An early look at cryptographic watermarks for AI-generated content

yalogin

Without going into the technical efficacy of such schemes ( I am a skeptic), the proposed solution requires the entity generating the media to use it. Isn’t that a flaw? Why would an attacker use it willingly? If they did not want to push an AI generated content as a real one, they would have willingly made that distinction themselves.

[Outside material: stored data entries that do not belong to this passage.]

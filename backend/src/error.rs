use actix_web::http::StatusCode;
use actix_web::ResponseError;
use common::model::application::ApplicationStatus;
use common::schema::SchemaError;
use thiserror::Error;

/// Failures of the persistence layer and the rules enforced around it.
#[derive(Debug, Error)]
pub enum StoreError {
    #[error("database error: {0}")]
    Database(#[from] rusqlite::Error),
    #[error("stored JSON could not be read: {0}")]
    Json(#[from] serde_json::Error),
    #[error("{0} not found")]
    NotFound(String),
    #[error("cannot change status from {from} to {to}")]
    InvalidTransition {
        from: ApplicationStatus,
        to: ApplicationStatus,
    },
    #[error("this application is under review and can no longer be changed")]
    Locked,
    #[error("invalid form schema: {0}")]
    Schema(#[from] SchemaError),
    #[error("{0}")]
    Invalid(String),
}

impl ResponseError for StoreError {
    fn status_code(&self) -> StatusCode {
        match self {
            StoreError::Database(_) | StoreError::Json(_) => StatusCode::INTERNAL_SERVER_ERROR,
            StoreError::NotFound(_) => StatusCode::NOT_FOUND,
            StoreError::InvalidTransition { .. } | StoreError::Locked => StatusCode::CONFLICT,
            StoreError::Schema(_) | StoreError::Invalid(_) => StatusCode::BAD_REQUEST,
        }
    }
}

The point is, there is no good solution here unless there is regulation, but these attempts at solutions are useful in the long run

colmmacc

GenAI producers have an incentive to watermark ... it helps them avoid consuming generated output for their own training processes. Most "attackers" aren't going to be sophisticated enough to use a modified non-watermarking tool, and those are likely to fall behind in capability over time anyway. So there's a decent chance here that things could align for watermarking without needing regulation. It probably hinges on whether the stenography can be good enough to avoid being trivially removed or undone.

jfarina

I disagree that attackers aren't sophisticated enough to use modified tools. There are entire work campuses dedicated to committing fraud. There's also state sponsored subterfuge. There's no reason to think that bad actors are intrinsically unsophisticated.

atrus

There's nothing wrong with consuming generated output for training. Blindly accepting trash input is the issue.

amelius

> GenAI producers have an incentive to watermark

Yeah in the long run you might be right, but there will be lots of people looking for a quick opportunity. E.g. a content farmer trying to SEO. If Google punishes websites for serving AI generated content, you know where this will end.

_factor

Did you mean to stay steganography perchance?

jazzyjackson

Putting on my suspension of disbelief goggles, I've long desired an internet with more cryptographic provenance, just some way so when people share a tweet on some other platform, I know that string was signed by that author, or some photo published by AP is signed by AP. It's just a real "we have the technology" situation. Keybase.io was moving us in this direction before they got acquihired by Zoom.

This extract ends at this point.